Humbahas, LIVESUMUT.com | Pemerintah Kabupaten Humbang Hasundutan menegaskan kesiapannya dalam menghadapi ancaman bencana alam, khususnya kebakaran hutan dan lahan (karhutla) yang kian mengkhawatirkan.
Komitmen ini diwujudkan melalui pelaksanaan Apel Gelar Pasukan dan Peralatan Kesiapsiagaan Penanggulangan Bencana Tahun 2025 yang digelar pada Selasa, 5 Agustus 2025, di pelataran Perkantoran Bukit Inspirasi, Doloksanggul.
Apel dipimpin langsung oleh Kapolres Humbahas AKBP Arthur Sameaputty, S.I.K dan dihadiri berbagai unsur Forum Koordinasi Pimpinan Daerah (Forkopimda), termasuk Bupati Humbahas Dr. Oloan P. Nababan, SH, MH, Kasi PB3R Kejari Humbahas Ilmi Akbar Lubis, SH, serta Danramil Doloksanggul Kapten Sahat Simanullang.
Turut hadir pula peserta apel dari unsur TNI/Polri, BPBD, Satpol PP, Damkar, Kepala OPD, Camat, Kepala Desa, hingga para stakeholder lainnya. Ipda Rustami dari Kepolisian tampil sebagai Komandan Apel.
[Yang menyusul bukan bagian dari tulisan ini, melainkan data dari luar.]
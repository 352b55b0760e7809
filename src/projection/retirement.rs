//! Retirement corpus accumulation

use tracing::debug;

use super::{ensure_horizon, ensure_non_negative, ensure_return_rate, monthly_rate, round_currency};
use crate::calendar::MonthCalendar;
use crate::error::ForecastError;
use crate::models::{CorpusPoint, RetirementHorizon, RetirementPlan, RetirementProjection};
use crate::Result;

impl RetirementPlan {
    /// Number of months to accumulate, validated against the plan's ages
    pub fn horizon_months(&self) -> Result<u32> {
        match self.horizon {
            RetirementHorizon::UntilAge(retirement_age) => {
                if retirement_age <= self.current_age {
                    return Err(ForecastError::validation(format!(
                        "retirementAge ({}) must be greater than currentAge ({})",
                        retirement_age, self.current_age
                    )));
                }
                (retirement_age - self.current_age)
                    .checked_mul(12)
                    .ok_or_else(|| {
                        ForecastError::validation(format!(
                            "retirementAge ({}) is too far past currentAge ({})",
                            retirement_age, self.current_age
                        ))
                    })
            }
            RetirementHorizon::Months(0) => Err(ForecastError::validation("months must be > 0")),
            RetirementHorizon::Months(months) => Ok(months),
        }
    }
}

/// Grow current savings plus a monthly contribution until retirement.
///
/// The contribution is added at the start of each month and the balance
/// then compounds at the monthly equivalent of `annual_return_rate`.
pub fn project_retirement(
    plan: &RetirementPlan,
    calendar: &MonthCalendar,
) -> Result<RetirementProjection> {
    let months = plan.horizon_months()?;
    ensure_horizon(months)?;
    ensure_non_negative("currentSavings", plan.current_savings)?;
    ensure_non_negative("monthlyContribution", plan.monthly_contribution)?;
    ensure_return_rate("annualReturnRate", plan.annual_return_rate)?;

    let rate = monthly_rate(plan.annual_return_rate);
    let mut balance = plan.current_savings;
    let mut series = Vec::with_capacity(months as usize);

    for month in 0..months {
        balance = (balance + plan.monthly_contribution) * (1.0 + rate);
        series.push(CorpusPoint {
            month: calendar.label(month),
            corpus: round_currency(balance),
        });
    }

    let total_contributions = plan.current_savings + plan.monthly_contribution * months as f64;
    debug!(months, corpus = balance, "Retirement corpus computed");

    Ok(RetirementProjection {
        corpus: round_currency(balance),
        months,
        total_contributions: round_currency(total_contributions),
        series,
    })
}
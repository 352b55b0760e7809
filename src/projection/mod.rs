//! Projection engine
//!
//! Pure functions turning plan parameters into month-by-month series.
//! No I/O and no shared state: identical plans and calendars always
//! produce identical output.

mod loan;
mod retirement;
mod savings;

pub use loan::project_loan_payoff;
pub use retirement::project_retirement;
pub use savings::project_savings;

use crate::error::ForecastError;
use crate::Result;

/// Longest series any projection will produce (100 years)
pub const MAX_HORIZON_MONTHS: u32 = 1200;

/// Round to currency precision (2 decimal places)
pub fn round_currency(value: f64) -> f64 {
    (value * 100.0).round() / 100.0
}

/// Equivalent monthly rate for an annually compounded rate
pub fn monthly_rate(annual_rate: f64) -> f64 {
    (1.0 + annual_rate).powf(1.0 / 12.0) - 1.0
}

fn ensure_finite(name: &str, value: f64) -> Result<()> {
    if value.is_finite() {
        Ok(())
    } else {
        Err(ForecastError::validation(format!("{} must be a finite number", name)))
    }
}

fn ensure_non_negative(name: &str, value: f64) -> Result<()> {
    ensure_finite(name, value)?;
    if value < 0.0 {
        return Err(ForecastError::validation(format!("{} must be >= 0", name)));
    }
    Ok(())
}

fn ensure_positive(name: &str, value: f64) -> Result<()> {
    ensure_finite(name, value)?;
    if value <= 0.0 {
        return Err(ForecastError::validation(format!("{} must be > 0", name)));
    }
    Ok(())
}

fn ensure_horizon(months: u32) -> Result<()> {
    if months > MAX_HORIZON_MONTHS {
        return Err(ForecastError::validation(format!(
            "months must be <= {}",
            MAX_HORIZON_MONTHS
        )));
    }
    Ok(())
}

/// Annual return rates at or below -100% have no monthly equivalent
fn ensure_return_rate(name: &str, value: f64) -> Result<()> {
    ensure_finite(name, value)?;
    if value <= -1.0 {
        return Err(ForecastError::validation(format!("{} must be > -1", name)));
    }
    Ok(())
}
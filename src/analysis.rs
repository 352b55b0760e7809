//! Narrative analysis through an external text-generation model
//!
//! Builds a prompt from free text and/or structured financial context and
//! hands it to a `TextGenerator`. The generator's answer is returned as-is.

use serde_json::Value;
use sha2::{Digest, Sha256};
use tracing::info;

use crate::error::ForecastError;
use crate::Result;

/// Trait for the outbound text-generation collaborator
#[async_trait::async_trait]
pub trait TextGenerator: Send + Sync {
    fn model_id(&self) -> &str;

    /// Generate a trimmed text answer for a prompt
    async fn generate(&self, prompt: &str) -> Result<String>;

    /// Model identifiers available to the configured key
    async fn list_models(&self) -> Result<Vec<String>>;
}

/// Validated analyze input: at least one of the two parts is present
#[derive(Debug, Clone, PartialEq)]
pub struct AnalysisRequest {
    prompt: String,
    context: Option<Value>,
}

impl AnalysisRequest {
    pub fn new(prompt: Option<&str>, context: Option<Value>) -> Result<Self> {
        let prompt = prompt.map(str::trim).unwrap_or_default().to_string();
        let context = context.filter(|c| !is_empty_context(c));

        if prompt.is_empty() && context.is_none() {
            return Err(ForecastError::validation("Provide 'prompt' or 'context'"));
        }

        Ok(Self { prompt, context })
    }

    /// Full prompt sent to the model
    pub fn to_prompt(&self) -> String {
        let context_text = match &self.context {
            Some(context) => format!(
                "\n\n[DATA CONTEXT]\n{}",
                serde_json::to_string_pretty(context).unwrap_or_else(|_| context.to_string())
            ),
            None => String::new(),
        };

        format!(
            "You are a finance assistant. Analyze:\n\n{}{}",
            self.prompt, context_text
        )
    }

    /// Short fingerprint of the context for logs, so raw figures stay out of them
    pub fn context_fingerprint(&self) -> Option<String> {
        let context = self.context.as_ref()?;
        let digest = Sha256::digest(context.to_string().as_bytes());
        Some(hex::encode(&digest[..8]))
    }
}

fn is_empty_context(context: &Value) -> bool {
    match context {
        Value::Null => true,
        Value::Object(map) => map.is_empty(),
        Value::Array(items) => items.is_empty(),
        Value::String(s) => s.trim().is_empty(),
        _ => false,
    }
}

/// Run one analysis against the generator, no retries
pub async fn analyze(generator: &dyn TextGenerator, request: &AnalysisRequest) -> Result<String> {
    info!(
        model = generator.model_id(),
        prompt_chars = request.prompt.len(),
        context = ?request.context_fingerprint(),
        "Running analysis"
    );

    let answer = generator.generate(&request.to_prompt()).await?;
    Ok(answer.trim().to_string())
}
Kapolres Humbahas dalam sambutannya menekankan bahwa penanggulangan bencana merupakan tanggung jawab bersama, baik pemerintah pusat, daerah, maupun seluruh elemen masyarakat.
“Prinsip-prinsip yang harus dipegang dalam penanggulangan bencana antara lain adalah cepat dan tepat, prioritas, koordinasi dan keterpaduan, transparansi, akuntabilitas, pemberdayaan, dan nondiskriminatif,” tegas AKBP Arthur.
Kegiatan ini juga menjadi langkah konkret menghadapi musim kemarau yang memicu karhutla hampir setiap hari.
Berdasarkan Keputusan Gubernur Sumut Nomor 188/22/461/KPTS/2025, Kabupaten Humbahas termasuk dalam enam kabupaten yang ditetapkan berstatus siaga darurat bencana karhutla.
Dalam upaya mitigasi, pemerintah daerah mengajak semua pihak mulai dari TNI/Polri, dunia usaha, BMKG, BPBD, hingga masyarakat adat untuk meningkatkan koordinasi dan kolaborasi lintas sektor.
Para pimpinan OPD, camat, hingga kepala desa pun diminta segera membentuk Kelompok Masyarakat Penanggulangan Bencana di desa-desa rawan.
Langkah antisipatif ini turut diperkuat dengan pemanfaatan informasi BMKG dan pemodelan bencana dalam pengambilan keputusan cepat, serta penegakan hukum terhadap pelaku pembakaran hutan agar menimbulkan efek jera.
Sebelum apel dimulai, Kapolres, Bupati, dan unsur Forkopimda melakukan pemeriksaan pasukan dan peralatan kesiapsiagaan.
Usai apel, dilakukan penyerahan 1 unit Traktor Roda Crawler dari Kementerian Pertanian yang bersumber dari APBN kepada Kelompok Tani Ama Pulo-Pulo sebagai bagian dari upaya dukungan penguatan masyarakat.